Single by Chris Tomlin

from the album Always
- Released: March 29, 2022
- Recorded: 2021
- Genre: Worship; CCM;
- Length: 4:07
- Label: Sparrow; Capitol CMG;
- Songwriters: Daniel Carson; Jess Cates; Ben Glover; Jeff Sojka; Chris Tomlin;
- Producers: Ben Glover; Jeff Sojka;

Chris Tomlin singles chronology
| "Emmanuel God With Us" (2021) | "Always" / "Yahweh (No One)" (2022) | "Holy Forever" (2023) |

Music video
- "Always" (Acoustic) on YouTube
- "Always" (Live) on YouTube
- "Always" (Lyrics) on YouTube

= Always (Chris Tomlin song) =

2022 song by Chris Tomlin

"Always" is a song by American contemporary Christian musicians Chris Tomlin. It was released on March 29, 2022, as the lead single from Tomlin's fourteenth studio album, Always (2022). Tomlin co-wrote the song with Ben Glover, Daniel Carson, Jeff Sojka, and Jess Cates. Ben Glover and Jeff Sojka handled the production of the single.
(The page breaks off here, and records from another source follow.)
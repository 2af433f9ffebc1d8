use futures::stream::SplitSink;
use futures::SinkExt;
use std::sync::Arc;
use tokio::net::TcpStream;
use tokio::sync::RwLock;
use tokio_tungstenite::{tungstenite::Message, MaybeTlsStream, WebSocketStream};

use crate::types::Result;

/// Lifecycle state of the push channel. Exactly one value at any time,
/// owned by the [`ChannelManager`](super::ChannelManager).
#[derive(Debug, Clone, Copy, PartialEq, Eq)]
pub enum ConnectionState {
    Disconnected,
    Connecting,
    Connected,
}

type WsSink = SplitSink<WebSocketStream<MaybeTlsStream<TcpStream>>, Message>;

/// Owns the socket write half and the connection state.
///
/// The channel is receive-only; the write half is held solely so an
/// explicit disconnect can perform the close handshake. At most one
/// socket is live at a time.
pub struct ConnectionManager {
    ws_write: Arc<RwLock<Option<WsSink>>>,
    state: Arc<RwLock<ConnectionState>>,
}

impl ConnectionManager {
    pub fn new() -> Self {
        Self {
            ws_write: Arc::new(RwLock::new(None)),
            state: Arc::new(RwLock::new(ConnectionState::Disconnected)),
        }
    }

    /// Installs the write half of a freshly opened socket, replacing any
    /// previous one.
    pub async fn set_writer(&self, writer: WsSink) {
        let mut ws = self.ws_write.write().await;
        *ws = Some(writer);
    }

    pub async fn state(&self) -> ConnectionState {
        *self.state.read().await
    }

    pub async fn set_state(&self, new_state: ConnectionState) {
        let mut state = self.state.write().await;
        *state = new_state;
    }

    pub async fn is_connected(&self) -> bool {
        *self.state.read().await == ConnectionState::Connected
    }

    /// Closes the socket gracefully and drops the write half.
    pub async fn close(&self) -> Result<()> {
        let mut ws_guard = self.ws_write.write().await;
        if let Some(ws) = ws_guard.as_mut() {
            ws.close().await?;
        }
        *ws_guard = None;
        Ok(())
    }
}

impl Default for ConnectionManager {
    fn default() -> Self {
        Self::new()
    }
}
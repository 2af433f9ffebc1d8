use serde::{Deserialize, Serialize};
use serde_json::Value;

/// Outcome marker carried by every backend response.
#[derive(Debug, Clone, Copy, PartialEq, Eq, Serialize, Deserialize)]
#[serde(rename_all = "lowercase")]
pub enum ResponseStatus {
    Success,
    Error,
}

/// Response envelope used by every endpoint of the dashboard backend:
/// `{"status": "success"|"error", "data"?: ..., "message"?: ...}`.
#[derive(Debug, Clone, Serialize, Deserialize)]
pub struct ApiResponse<T> {
    pub status: ResponseStatus,
    // No serde(default) here: on a generic field it would put a `T: Default`
    // bound on the derived impl, and a missing Option already reads as None.
    #[serde(skip_serializing_if = "Option::is_none")]
    pub data: Option<T>,
    #[serde(skip_serializing_if = "Option::is_none")]
    pub message: Option<String>,
}

impl<T> ApiResponse<T> {
    pub fn is_success(&self) -> bool {
        self.status == ResponseStatus::Success
    }
}

/// Static device identity reported alongside live status.
#[derive(Debug, Clone, Default, Serialize, Deserialize)]
pub struct DeviceInfo {
    #[serde(default)]
    pub product_name: String,
    #[serde(default)]
    pub hardware_version: String,
    #[serde(default)]
    pub software_version: String,
    #[serde(default)]
    pub ip_address: String,
}

/// Payload of `GET /status`.
#[derive(Debug, Clone, Serialize, Deserialize)]
pub struct StatusPayload {
    pub device_info: DeviceInfo,
    /// Live device state; shape depends on the device model, so it stays
    /// untyped here.
    #[serde(default)]
    pub device_status: Value,
}

/// Commands accepted by `POST /control`.
#[derive(Debug, Clone, Copy, PartialEq, Eq, Serialize, Deserialize)]
#[serde(rename_all = "snake_case")]
pub enum ControlAction {
    Start,
    Stop,
    Pause,
    Resume,
    ReturnToBase,
}

impl ControlAction {
    pub fn as_str(&self) -> &'static str {
        match self {
            Self::Start => "start",
            Self::Stop => "stop",
            Self::Pause => "pause",
            Self::Resume => "resume",
            Self::ReturnToBase => "return_to_base",
        }
    }
}

impl std::fmt::Display for ControlAction {
    fn fmt(&self, f: &mut std::fmt::Formatter<'_>) -> std::fmt::Result {
        write!(f, "{}", self.as_str())
    }
}

/// Body of `POST /control`.
#[derive(Debug, Clone, Serialize, Deserialize)]
pub struct ControlRequest {
    pub action: ControlAction,
    #[serde(default)]
    pub params: Value,
}

/// Backend configuration document (`GET /config` / `POST /config`).
#[derive(Debug, Clone, Default, Serialize, Deserialize)]
pub struct ServerConfig {
    /// WebSocket URL of the upstream device server.
    #[serde(skip_serializing_if = "Option::is_none")]
    pub matter_server_url: Option<String>,
}
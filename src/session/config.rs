use anyhow::{ensure, Result};
use std::time::Duration;

/// Configuration for a capture controller
#[derive(Debug, Clone)]
pub struct ControllerConfig {
    /// Hard ceiling for one recording; the controller auto-stops here
    /// Default: 29 seconds
    pub max_duration: Duration,

    /// Clock tick interval driving duration updates and the auto-stop check
    /// Default: 100 milliseconds
    pub tick_interval: Duration,

    /// Whether `cancel_recording` drops the payload instead of delivering it
    /// to the completion handler
    pub discard_on_cancel: bool,
}

impl ControllerConfig {
    pub fn validate(&self) -> Result<()> {
        ensure!(!self.max_duration.is_zero(), "max_duration must be positive");
        ensure!(!self.tick_interval.is_zero(), "tick_interval must be positive");
        Ok(())
    }
}

impl Default for ControllerConfig {
    fn default() -> Self {
        Self {
            max_duration: Duration::from_secs(29),
            tick_interval: Duration::from_millis(100),
            discard_on_cancel: false,
        }
    }
}
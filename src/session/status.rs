use serde::{Deserialize, Serialize};
use std::sync::atomic::{AtomicBool, Ordering};
use tokio::sync::watch;

use super::state::SessionState;
use crate::error::CaptureErrorKind;

/// Reactive view of the controller for UI layers
#[derive(Debug, Clone, PartialEq, Serialize, Deserialize)]
pub struct CaptureStatus {
    pub state: SessionState,

    /// True only while the session is in `Recording`
    pub is_recording: bool,

    /// Seconds elapsed in the current recording; 0 when idle
    pub duration_secs: f64,

    /// Human-readable message of the last start/stop failure
    pub error: Option<String>,

    /// Structured code for `error`
    pub error_kind: Option<CaptureErrorKind>,

    /// Whether the host capability is available
    pub is_supported: bool,

    /// Duration of the last recording delivered to the completion handler
    pub last_recording_secs: Option<f64>,
}

impl Default for CaptureStatus {
    fn default() -> Self {
        Self {
            state: SessionState::Idle,
            is_recording: false,
            duration_secs: 0.0,
            error: None,
            error_kind: None,
            is_supported: false,
            last_recording_secs: None,
        }
    }
}

/// Publishes status snapshots to subscribers until closed
///
/// Once `close` is called, `publish` drops every write so nothing reaches
/// a consumer that has gone away.
#[derive(Debug)]
pub struct StatusPublisher {
    tx: watch::Sender<CaptureStatus>,
    closed: AtomicBool,
}

impl StatusPublisher {
    pub fn new(initial: CaptureStatus) -> Self {
        let (tx, _rx) = watch::channel(initial);
        Self {
            tx,
            closed: AtomicBool::new(false),
        }
    }

    pub fn subscribe(&self) -> watch::Receiver<CaptureStatus> {
        self.tx.subscribe()
    }

    pub fn current(&self) -> CaptureStatus {
        self.tx.borrow().clone()
    }

    /// Returns false if the publisher is closed or the value was unchanged
    pub fn publish(&self, status: CaptureStatus) -> bool {
        if self.is_closed() {
            return false;
        }
        self.tx.send_if_modified(|current| {
            if *current == status {
                false
            } else {
                *current = status;
                true
            }
        })
    }

    pub fn close(&self) {
        self.closed.store(true, Ordering::SeqCst);
    }

    pub fn is_closed(&self) -> bool {
        self.closed.load(Ordering::SeqCst)
    }
}
use serde::{Deserialize, Serialize};

use crate::error::CaptureErrorKind;
use crate::session::{CaptureStatus, Recording, SessionState, StopReason};

/// Controller status transition published to NATS
#[derive(Debug, Serialize, Deserialize)]
pub struct CaptureStatusMessage {
    pub source: String,
    pub state: SessionState,
    pub is_recording: bool,
    pub error: Option<String>,
    pub error_kind: Option<CaptureErrorKind>,
    pub timestamp: String, // RFC3339 timestamp
}

impl CaptureStatusMessage {
    pub fn from_status(source: &str, status: &CaptureStatus) -> Self {
        Self {
            source: source.to_string(),
            state: status.state,
            is_recording: status.is_recording,
            error: status.error.clone(),
            error_kind: status.error_kind,
            timestamp: chrono::Utc::now().to_rfc3339(),
        }
    }
}

/// Summary of a delivered recording (no audio) published to NATS
#[derive(Debug, Serialize, Deserialize)]
pub struct RecordingCompletedMessage {
    pub source: String,
    pub recording_id: String,
    pub reason: StopReason,
    pub duration_secs: Option<f64>,
    pub byte_len: usize,
    pub timestamp: String, // RFC3339 timestamp
}

impl RecordingCompletedMessage {
    pub fn from_recording(source: &str, recording: &Recording) -> Self {
        Self {
            source: source.to_string(),
            recording_id: recording.id.to_string(),
            reason: recording.reason,
            duration_secs: recording.duration_secs(),
            byte_len: recording.payload.len(),
            timestamp: recording.completed_at.to_rfc3339(),
        }
    }
}
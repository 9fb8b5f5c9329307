use super::handlers;
use super::state::AppState;
use axum::{
    routing::{get, post},
    Router,
};
use tower_http::{cors::CorsLayer, trace::TraceLayer};

/// Create the HTTP router with all routes
pub fn create_router(state: AppState) -> Router {
    Router::new()
        // Health check
        .route("/health", get(handlers::health_check))
        // Recording control
        .route("/capture/status", get(handlers::get_status))
        .route("/capture/start", post(handlers::start_recording))
        .route("/capture/stop", post(handlers::stop_recording))
        .route("/capture/cancel", post(handlers::cancel_recording))
        // Recording queries
        .route(
            "/capture/recordings/latest",
            get(handlers::get_latest_recording),
        )
        // Add tracing middleware for request logging
        .layer(TraceLayer::new_for_http())
        // The UI calling this runs inside the host's webview
        .layer(CorsLayer::permissive())
        .with_state(state)
}
use super::state::AppState;
use crate::error::CaptureErrorKind;
use crate::session::{CaptureStatus, Recording, StopReason};
use axum::{
    extract::State,
    http::StatusCode,
    response::{IntoResponse, Json},
};
use base64::Engine;
use chrono::{DateTime, Utc};
use serde::Serialize;
use tracing::{info, warn};
use uuid::Uuid;

// ============================================================================
// Request/Response Types
// ============================================================================

#[derive(Debug, Serialize)]
pub struct ErrorResponse {
    pub error: String,
}

#[derive(Debug, Serialize)]
pub struct RecordingResponse {
    pub id: Uuid,
    pub reason: StopReason,
    pub duration_secs: Option<f64>,
    pub byte_len: usize,
    pub completed_at: DateTime<Utc>,
    /// Raw PCM, base64-encoded
    pub pcm: String,
}

impl From<Recording> for RecordingResponse {
    fn from(recording: Recording) -> Self {
        Self {
            id: recording.id,
            reason: recording.reason,
            duration_secs: recording.duration_secs(),
            byte_len: recording.payload.len(),
            completed_at: recording.completed_at,
            pcm: base64::engine::general_purpose::STANDARD.encode(&recording.payload),
        }
    }
}

// ============================================================================
// Handlers
// ============================================================================

/// GET /capture/status
pub async fn get_status(State(state): State<AppState>) -> impl IntoResponse {
    (StatusCode::OK, Json(state.controller.status()))
}

/// POST /capture/start
/// Start a new recording
pub async fn start_recording(State(state): State<AppState>) -> impl IntoResponse {
    info!("HTTP request to start recording");

    state.controller.start_recording().await;
    let status = state.controller.status();

    let code = match status.error_kind {
        Some(CaptureErrorKind::EnvironmentUnsupported | CaptureErrorKind::CapabilityUnsupported) => {
            StatusCode::UNPROCESSABLE_ENTITY
        }
        Some(CaptureErrorKind::StartFailure) => StatusCode::BAD_GATEWAY,
        _ => StatusCode::OK,
    };

    if code != StatusCode::OK {
        warn!("Start request failed: {}", status.error.as_deref().unwrap_or_default());
    }

    (code, Json(status))
}

/// POST /capture/stop
/// Stop the active recording
pub async fn stop_recording(State(state): State<AppState>) -> impl IntoResponse {
    info!("HTTP request to stop recording");

    if !state.controller.is_recording() {
        return (
            StatusCode::CONFLICT,
            Json(ErrorResponse {
                error: "No recording in progress".to_string(),
            }),
        )
            .into_response();
    }

    state.controller.stop_recording().await;
    let status = state.controller.status();

    (stop_status_code(&status), Json(status)).into_response()
}

/// POST /capture/cancel
/// Cancel the active recording, if any
pub async fn cancel_recording(State(state): State<AppState>) -> impl IntoResponse {
    info!("HTTP request to cancel recording");

    state.controller.cancel_recording().await;
    let status = state.controller.status();

    (stop_status_code(&status), Json(status))
}

/// GET /capture/recordings/latest
/// Most recent completed recording, with its PCM payload
pub async fn get_latest_recording(State(state): State<AppState>) -> impl IntoResponse {
    match state.recordings.latest() {
        Some(recording) => (StatusCode::OK, Json(RecordingResponse::from(recording))).into_response(),
        None => (
            StatusCode::NOT_FOUND,
            Json(ErrorResponse {
                error: "No recording available".to_string(),
            }),
        )
            .into_response(),
    }
}

/// GET /health
/// Health check endpoint
pub async fn health_check() -> impl IntoResponse {
    (StatusCode::OK, "OK")
}

fn stop_status_code(status: &CaptureStatus) -> StatusCode {
    match status.error_kind {
        Some(CaptureErrorKind::StopFailure) => StatusCode::BAD_GATEWAY,
        _ => StatusCode::OK,
    }
}
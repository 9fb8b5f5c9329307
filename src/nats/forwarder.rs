use anyhow::Result;
use async_trait::async_trait;
use tokio::sync::{broadcast, mpsc, watch};
use tracing::{info, warn};

use super::messages::{CaptureStatusMessage, RecordingCompletedMessage};
use crate::session::{CaptureStatus, Recording};

/// Destination for capture lifecycle events
#[async_trait]
pub trait EventSink: Send + Sync {
    async fn publish_status(&self, message: &CaptureStatusMessage) -> Result<()>;

    async fn publish_completed(&self, message: &RecordingCompletedMessage) -> Result<()>;

    /// Flush anything buffered; called once when forwarding ends
    async fn close(&self) -> Result<()>;
}

/// Whether `next` differs from `prev` in anything other than the running
/// duration. Ticks alone are not worth an event.
pub fn is_transition(prev: &CaptureStatus, next: &CaptureStatus) -> bool {
    prev.state != next.state
        || prev.is_recording != next.is_recording
        || prev.error != next.error
        || prev.is_supported != next.is_supported
}

/// Publish controller lifecycle events until `shutdown` fires or the
/// controller goes away
///
/// Status changes go out as transitions only. On shutdown, a pending status
/// change and any queued recordings are sent before the sink is closed.
pub async fn forward_events<S: EventSink>(
    sink: S,
    source: String,
    mut status: watch::Receiver<CaptureStatus>,
    mut completions: mpsc::UnboundedReceiver<Recording>,
    mut shutdown: broadcast::Receiver<()>,
) -> Result<()> {
    info!("Forwarding capture events from {}", source);

    let mut last = status.borrow_and_update().clone();

    loop {
        tokio::select! {
            biased;

            changed = status.changed() => {
                if changed.is_err() {
                    break;
                }
                let snapshot = status.borrow_and_update().clone();
                forward_status(&sink, &source, &mut last, snapshot).await;
            }
            Some(recording) = completions.recv() => {
                forward_completed(&sink, &source, &recording).await;
            }
            _ = shutdown.recv() => {
                info!("Shutdown signal received, draining capture events");
                if status.has_changed().unwrap_or(false) {
                    let snapshot = status.borrow_and_update().clone();
                    forward_status(&sink, &source, &mut last, snapshot).await;
                }
                break;
            }
        }
    }

    while let Ok(recording) = completions.try_recv() {
        forward_completed(&sink, &source, &recording).await;
    }

    info!("Capture event forwarding stopped");

    sink.close().await
}

async fn forward_status<S: EventSink>(
    sink: &S,
    source: &str,
    last: &mut CaptureStatus,
    snapshot: CaptureStatus,
) {
    if !is_transition(last, &snapshot) {
        return;
    }

    let message = CaptureStatusMessage::from_status(source, &snapshot);
    if let Err(e) = sink.publish_status(&message).await {
        warn!("{:#}", e);
    }
    *last = snapshot;
}

async fn forward_completed<S: EventSink>(sink: &S, source: &str, recording: &Recording) {
    let message = RecordingCompletedMessage::from_recording(source, recording);
    if let Err(e) = sink.publish_completed(&message).await {
        warn!("{:#}", e);
    }
}
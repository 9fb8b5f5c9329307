use anyhow::{anyhow, Context, Result};
use clap::{Parser, Subcommand};
use clip_capture::nats::forward_events;
use clip_capture::{
    create_router, AppState, CaptureController, Config, NatsClient, Platform, Recording,
    RecordingStore, SessionState, SimulatedCapture,
};
use std::sync::Arc;
use std::time::Duration;
use tokio::sync::{broadcast, mpsc};
use tracing::{error, info, warn};

#[derive(Parser)]
#[command(name = "clip-capture", version, about = "Bounded system-audio capture controller")]
struct Cli {
    /// Config file path (extension optional)
    #[arg(short, long, default_value = "config/clip-capture")]
    config: String,

    #[command(subcommand)]
    command: Command,
}

#[derive(Subcommand)]
enum Command {
    /// Record one clip and report the result
    Record {
        /// Stop after this many seconds instead of waiting for the max duration
        #[arg(long)]
        seconds: Option<f64>,

        /// Cancel instead of stopping when --seconds elapses
        #[arg(long, requires = "seconds")]
        cancel: bool,
    },
    /// Serve the HTTP control API
    Serve,
}

#[tokio::main]
async fn main() -> Result<()> {
    tracing_subscriber::fmt::init();

    let cli = Cli::parse();
    let cfg = Config::load(&cli.config)?;

    info!("{} v{}", cfg.service.name, env!("CARGO_PKG_VERSION"));
    info!(
        "Max duration {:.1}s, tick {}ms, environment {:?}",
        cfg.capture.max_duration_secs, cfg.capture.tick_interval_ms, cfg.capture.environment
    );

    match cli.command {
        Command::Record { seconds, cancel } => record(&cfg, seconds, cancel).await,
        Command::Serve => serve(cfg).await,
    }
}

fn platform(cfg: &Config) -> Platform {
    let capture = Arc::new(SimulatedCapture::new(cfg.simulator.capture_config()));
    Platform::new(cfg.capture.environment, capture)
}

async fn record(cfg: &Config, seconds: Option<f64>, cancel: bool) -> Result<()> {
    let limit = seconds
        .map(Duration::try_from_secs_f64)
        .transpose()
        .context("--seconds must be a non-negative number")?;

    let (tx, mut rx) = mpsc::unbounded_channel();
    let controller = CaptureController::with_completion_handler(
        platform(cfg),
        cfg.capture.controller_config()?,
        move |recording: Recording| {
            let _ = tx.send(recording);
        },
    )?;

    let mut status = controller.subscribe();

    controller.start_recording().await;
    let started = controller.status();
    if !started.is_recording {
        return Err(anyhow!(
            "Recording did not start: {}",
            started.error.unwrap_or_else(|| "unknown error".to_string())
        ));
    }

    // Runs until the controller is back to idle (auto-stop included)
    let progress = async {
        while status.changed().await.is_ok() {
            let snapshot = status.borrow_and_update().clone();
            if snapshot.state == SessionState::Idle {
                break;
            }
            if snapshot.is_recording {
                info!("Recording... {:.1}s", snapshot.duration_secs);
            }
        }
    };

    match limit {
        Some(limit) => {
            tokio::select! {
                _ = progress => {}
                _ = tokio::time::sleep(limit) => {
                    if cancel {
                        controller.cancel_recording().await;
                    } else {
                        controller.stop_recording().await;
                    }
                }
            }
        }
        None => progress.await,
    }

    let finished = controller.status();
    controller.teardown().await;

    if let Some(error) = finished.error {
        warn!("Recording ended with error: {}", error);
    }

    match rx.try_recv() {
        Ok(recording) => info!(
            "Recording {} ({}): {} bytes, {:.2}s",
            recording.id,
            recording.reason,
            recording.payload.len(),
            recording.duration_secs().unwrap_or_default()
        ),
        Err(_) => info!("No recording delivered"),
    }

    Ok(())
}

async fn serve(cfg: Config) -> Result<()> {
    let store = RecordingStore::new();
    let (events_tx, events_rx) = mpsc::unbounded_channel::<Recording>();

    let forward = cfg.nats.is_some();
    let handler_store = store.clone();
    let controller = Arc::new(CaptureController::with_completion_handler(
        platform(&cfg),
        cfg.capture.controller_config()?,
        move |recording: Recording| {
            if forward {
                let _ = events_tx.send(recording.clone());
            }
            handler_store.store(recording);
        },
    )?);

    let (shutdown_tx, _) = broadcast::channel::<()>(1);
    let mut forwarder = None;

    if let Some(nats) = &cfg.nats {
        let client = NatsClient::connect(&nats.url, nats.subject_prefix.clone()).await?;
        let status = controller.subscribe();
        let source = cfg.service.name.clone();
        let shutdown_rx = shutdown_tx.subscribe();

        forwarder = Some(tokio::spawn(async move {
            if let Err(e) = forward_events(client, source, status, events_rx, shutdown_rx).await {
                error!("Capture event forwarding failed: {:#}", e);
            }
        }));
    }

    let app = create_router(AppState::new(Arc::clone(&controller), store));

    let addr = format!("{}:{}", cfg.service.http.bind, cfg.service.http.port);
    let listener = tokio::net::TcpListener::bind(&addr)
        .await
        .with_context(|| format!("Failed to bind {}", addr))?;

    info!("HTTP API listening on {}", addr);

    axum::serve(listener, app)
        .with_graceful_shutdown(shutdown_signal())
        .await
        .context("HTTP server failed")?;

    controller.teardown().await;

    // Flush the last events before the runtime goes away
    if let Some(forwarder) = forwarder {
        let _ = shutdown_tx.send(());
        if let Err(e) = forwarder.await {
            error!("Capture event forwarder task failed: {}", e);
        }
    }

    Ok(())
}

async fn shutdown_signal() {
    if let Err(e) = tokio::signal::ctrl_c().await {
        error!("Failed to listen for shutdown signal: {}", e);
    }
    info!("Shutdown signal received");
}
//! Capture session management
//!
//! This module provides the `CaptureController` that manages:
//! - The idle → recording → stopping → idle state machine
//! - The clock driving duration updates and the max-duration auto-stop
//! - Convergence of manual stop, auto-stop, cancel and teardown on a single
//!   native stop per recording
//! - The reactive status snapshot consumed by UI layers

mod clock;
mod config;
mod controller;
mod recording;
mod state;
mod status;

pub use clock::Clock;
pub use config::ControllerConfig;
pub use controller::CaptureController;
pub use recording::{CompletionHandler, Recording, StopReason};
pub use state::SessionState;
pub use status::{CaptureStatus, StatusPublisher};
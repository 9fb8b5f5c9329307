pub mod capture;
pub mod config;
pub mod error;
pub mod http;
pub mod nats;
pub mod session;

pub use capture::{
    CaptureCapability, HostEnvironment, Platform, SimulatedCapture, SimulatedCaptureConfig,
};
pub use config::Config;
pub use error::{CaptureError, CaptureErrorKind};
pub use http::{create_router, AppState, RecordingStore};
pub use nats::{CaptureStatusMessage, NatsClient, RecordingCompletedMessage};
pub use session::{
    CaptureController, CaptureStatus, CompletionHandler, ControllerConfig, Recording,
    SessionState, StopReason,
};
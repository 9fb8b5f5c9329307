use anyhow::{Context, Result};
use async_nats::Client;
use async_trait::async_trait;
use serde::Serialize;
use tracing::{debug, info};

use super::forwarder::EventSink;
use super::messages::{CaptureStatusMessage, RecordingCompletedMessage};

pub struct NatsClient {
    client: Client,
    subject_prefix: String,
}

impl NatsClient {
    /// Connect to NATS server
    pub async fn connect(url: &str, subject_prefix: impl Into<String>) -> Result<Self> {
        info!("Connecting to NATS at {}", url);

        let client = async_nats::connect(url)
            .await
            .context("Failed to connect to NATS")?;

        info!("Connected to NATS successfully");

        Ok(Self {
            client,
            subject_prefix: subject_prefix.into(),
        })
    }

    pub fn status_subject(&self) -> String {
        format!("{}.status", self.subject_prefix)
    }

    pub fn completed_subject(&self) -> String {
        format!("{}.completed", self.subject_prefix)
    }

    async fn publish_json<T: Serialize>(&self, subject: String, message: &T) -> Result<()> {
        let payload = serde_json::to_vec(message)?;
        let bytes = payload.len();

        self.client.publish(subject.clone(), payload.into()).await?;

        debug!("Published {} bytes to {}", bytes, subject);

        Ok(())
    }
}

#[async_trait]
impl EventSink for NatsClient {
    /// Publish a status transition on `<prefix>.status`
    async fn publish_status(&self, message: &CaptureStatusMessage) -> Result<()> {
        self.publish_json(self.status_subject(), message)
            .await
            .context("Failed to publish capture status")
    }

    /// Publish a completed-recording summary on `<prefix>.completed`
    async fn publish_completed(&self, message: &RecordingCompletedMessage) -> Result<()> {
        self.publish_json(self.completed_subject(), message)
            .await
            .context("Failed to publish recording summary")
    }

    async fn close(&self) -> Result<()> {
        info!("Flushing NATS connection");
        self.client
            .flush()
            .await
            .context("Failed to flush NATS connection")
    }
}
"Always" peaked at No. 6 on the US Hot Christian Songs chart published by Billboard.

==Background==
On March 29, 2022, Chris Tomlin released a two-track single titled Always, containing the title track and "Yahweh (No One)" with Elevation Worship, accompanied with their lyric videos.

==Composition==
"Always" is composed in the key of C with a tempo of 79 beats per minute, and a musical time signature of 4/4.

==Commercial performance==
"Always" debuted at No. 34 on the US Hot Christian Songs chart dated April 16, 2022. It went on to peak at No. 6 on the Hot Christian Songs chart.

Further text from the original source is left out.